Facelli goes ahead and gives mothers some tips that can help them in garnering "protected sleep". She asks mothers to put their "earplugs in" and have "white noise on" so that there is no chance of any kind of outside intrusion while they are asleep. During this time she strictly instructs the parents to be away from the babies and instead give their responsibility in trusted hands. It is important that the mothers create as much of a buffer as possible with the kids so that they can make this time for themselves. The mothers need to arrange for someone who can feed their kids and make them sleep during "protected sleep". This four to six hours of sleep will give them the rest they need and recharge them, for further pushing themselves. If the mothers fail to do so, there is a chance that they exhaust themselves both physically and mentally.
In the follow-up video, she explains how "protected sleep" is also a diagnostic tool with which mothers can realize if they need more help. If individuals feel no improvement even after arranging for protected sleep, or might not be able to relax in the environment created by them, then that is an indication that they need further help. She suggests individuals or partners of people suffering through that to talk and get more mental health tools for assistance.

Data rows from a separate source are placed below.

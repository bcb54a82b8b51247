// 💱 Redenomination - Old pound → New pound (100:1)
// Currency eras, conversion direction and the banknotes in circulation

use anyhow::{bail, Result};
use serde::{Deserialize, Serialize};
use std::fmt;
use std::str::FromStr;

/// 100 old pounds = 1 new pound
pub const CONVERSION_RATE: f64 = 100.0;

/// Banknotes of the old pound still in circulation
pub const OLD_DENOMINATIONS: [u64; 5] = [1000, 2000, 5000, 10000, 50000];

/// Banknotes of the new pound
pub const NEW_DENOMINATIONS: [u64; 6] = [5, 10, 25, 50, 100, 500];

// ============================================================================
// CURRENCY ERA
// ============================================================================

#[derive(Debug, Clone, Copy, PartialEq, Eq, Hash, Serialize, Deserialize)]
#[serde(rename_all = "lowercase")]
pub enum CurrencyEra {
    /// Pre-redenomination pound
    Old,

    /// Post-redenomination pound
    New,
}

impl CurrencyEra {
    /// Map the boolean flag used by callers (true = new pound)
    pub fn from_is_new(is_new: bool) -> Self {
        if is_new {
            CurrencyEra::New
        } else {
            CurrencyEra::Old
        }
    }

    /// Feminine adjective agreeing with ليرة
    pub fn label(&self) -> &'static str {
        match self {
            CurrencyEra::Old => "قديمة",
            CurrencyEra::New => "جديدة",
        }
    }

    /// Singular noun phrase, e.g. "ليرة سورية جديدة"
    pub fn noun_phrase(&self) -> &'static str {
        match self {
            CurrencyEra::Old => "ليرة سورية قديمة",
            CurrencyEra::New => "ليرة سورية جديدة",
        }
    }

    /// Short code for internal use
    pub fn code(&self) -> &'static str {
        match self {
            CurrencyEra::Old => "old",
            CurrencyEra::New => "new",
        }
    }
}

impl fmt::Display for CurrencyEra {
    fn fmt(&self, f: &mut fmt::Formatter<'_>) -> fmt::Result {
        write!(f, "{}", self.code())
    }
}

impl FromStr for CurrencyEra {
    type Err = anyhow::Error;

    fn from_str(s: &str) -> Result<Self> {
        match s.trim().to_lowercase().as_str() {
            "old" => Ok(CurrencyEra::Old),
            "new" => Ok(CurrencyEra::New),
            other => bail!("Unknown currency era: {:?} (expected old or new)", other),
        }
    }
}

// ============================================================================
// DIRECTION
// ============================================================================

#[derive(Debug, Clone, Copy, PartialEq, Eq, Serialize, Deserialize)]
#[serde(rename_all = "kebab-case")]
pub enum Direction {
    OldToNew,
    NewToOld,
}

impl Default for Direction {
    fn default() -> Self {
        Direction::OldToNew
    }
}

impl Direction {
    pub fn source_era(&self) -> CurrencyEra {
        match self {
            Direction::OldToNew => CurrencyEra::Old,
            Direction::NewToOld => CurrencyEra::New,
        }
    }

    pub fn target_era(&self) -> CurrencyEra {
        match self {
            Direction::OldToNew => CurrencyEra::New,
            Direction::NewToOld => CurrencyEra::Old,
        }
    }

    pub fn toggle(&self) -> Self {
        match self {
            Direction::OldToNew => Direction::NewToOld,
            Direction::NewToOld => Direction::OldToNew,
        }
    }

    /// Human-readable name for display
    pub fn title(&self) -> &'static str {
        match self {
            Direction::OldToNew => "من القديمة إلى الجديدة",
            Direction::NewToOld => "من الجديدة إلى القديمة",
        }
    }

    pub fn code(&self) -> &'static str {
        match self {
            Direction::OldToNew => "old-to-new",
            Direction::NewToOld => "new-to-old",
        }
    }
}

impl fmt::Display for Direction {
    fn fmt(&self, f: &mut fmt::Formatter<'_>) -> fmt::Result {
        write!(f, "{}", self.code())
    }
}

impl FromStr for Direction {
    type Err = anyhow::Error;

    fn from_str(s: &str) -> Result<Self> {
        match s.trim().to_lowercase().as_str() {
            "old-to-new" => Ok(Direction::OldToNew),
            "new-to-old" => Ok(Direction::NewToOld),
            other => bail!(
                "Unknown direction: {:?} (expected old-to-new or new-to-old)",
                other
            ),
        }
    }
}

// ============================================================================
// CONVERSION
// ============================================================================

/// Convert an amount between eras
pub fn convert(amount: f64, direction: Direction) -> f64 {
    match direction {
        Direction::OldToNew => amount / CONVERSION_RATE,
        Direction::NewToOld => amount * CONVERSION_RATE,
    }
}

#[derive(Debug, Clone, Copy, PartialEq, Serialize, Deserialize)]
pub struct Conversion {
    pub direction: Direction,
    pub input: f64,
    pub output: f64,
}

impl Conversion {
    pub fn new(input: f64, direction: Direction) -> Self {
        Conversion {
            direction,
            input,
            output: convert(input, direction),
        }
    }

    /// Fraction digits shown for the converted amount.
    /// New pounds keep piastres, old pounds are whole.
    pub fn display_fraction_digits(&self) -> usize {
        match self.direction {
            Direction::OldToNew => 2,
            Direction::NewToOld => 0,
        }
    }
}

/// Banknotes for an era
pub fn denominations(era: CurrencyEra) -> &'static [u64] {
    match era {
        CurrencyEra::Old => &OLD_DENOMINATIONS,
        CurrencyEra::New => &NEW_DENOMINATIONS,
    }
}

// ============================================================================
// TESTS
// ============================================================================

#[cfg(test)]
mod tests {
    use super::*;

    #[test]
    fn test_era_labels() {
        assert_eq!(CurrencyEra::Old.noun_phrase(), "ليرة سورية قديمة");
        assert_eq!(CurrencyEra::New.noun_phrase(), "ليرة سورية جديدة");
        assert_eq!(CurrencyEra::from_is_new(true), CurrencyEra::New);
        assert_eq!(CurrencyEra::from_is_new(false), CurrencyEra::Old);
    }

    #[test]
    fn test_era_parse() {
        assert_eq!("OLD".parse::<CurrencyEra>().unwrap(), CurrencyEra::Old);
        assert_eq!(" new ".parse::<CurrencyEra>().unwrap(), CurrencyEra::New);
        assert!("euro".parse::<CurrencyEra>().is_err());
    }

    #[test]
    fn test_direction_parse_and_toggle() {
        let d: Direction = "new-to-old".parse().unwrap();
        assert_eq!(d, Direction::NewToOld);
        assert_eq!(d.toggle(), Direction::OldToNew);
        assert_eq!(d.source_era(), CurrencyEra::New);
        assert_eq!(d.target_era(), CurrencyEra::Old);
        assert!("sideways".parse::<Direction>().is_err());
    }

    #[test]
    fn test_convert() {
        assert_eq!(convert(5000.0, Direction::OldToNew), 50.0);
        assert_eq!(convert(50.0, Direction::NewToOld), 5000.0);
        assert_eq!(convert(150.0, Direction::OldToNew), 1.5);
    }

    #[test]
    fn test_conversion_display_digits() {
        let c = Conversion::new(1234.0, Direction::OldToNew);
        assert_eq!(c.output, 12.34);
        assert_eq!(c.display_fraction_digits(), 2);
        assert_eq!(Conversion::new(1.0, Direction::NewToOld).display_fraction_digits(), 0);
    }

    #[test]
    fn test_denominations() {
        assert_eq!(denominations(CurrencyEra::Old), &[1000, 2000, 5000, 10000, 50000]);
        assert_eq!(denominations(CurrencyEra::New).len(), 6);
    }

    #[test]
    fn test_serde_codes() {
        assert_eq!(serde_json::to_string(&CurrencyEra::New).unwrap(), "\"new\"");
        assert_eq!(serde_json::to_string(&Direction::OldToNew).unwrap(), "\"old-to-new\"");
        let d: Direction = serde_json::from_str("\"new-to-old\"").unwrap();
        assert_eq!(d, Direction::NewToOld);
    }
}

The comment section shared their experiences with "protected sleep" and how it impacted their own life. @slantedheights explained how the sleep pattern saved her life, "This was the only thing that helped me turn a corner. A friend/practitioner sat down with my husband and said 'Your wife is dying, she has to sleep'." @bearkat00 is in agreement regarding all the points, "This is brilliant. I had major PPD that developed into chronic depression. Sleep deprivation was and remains my trigger."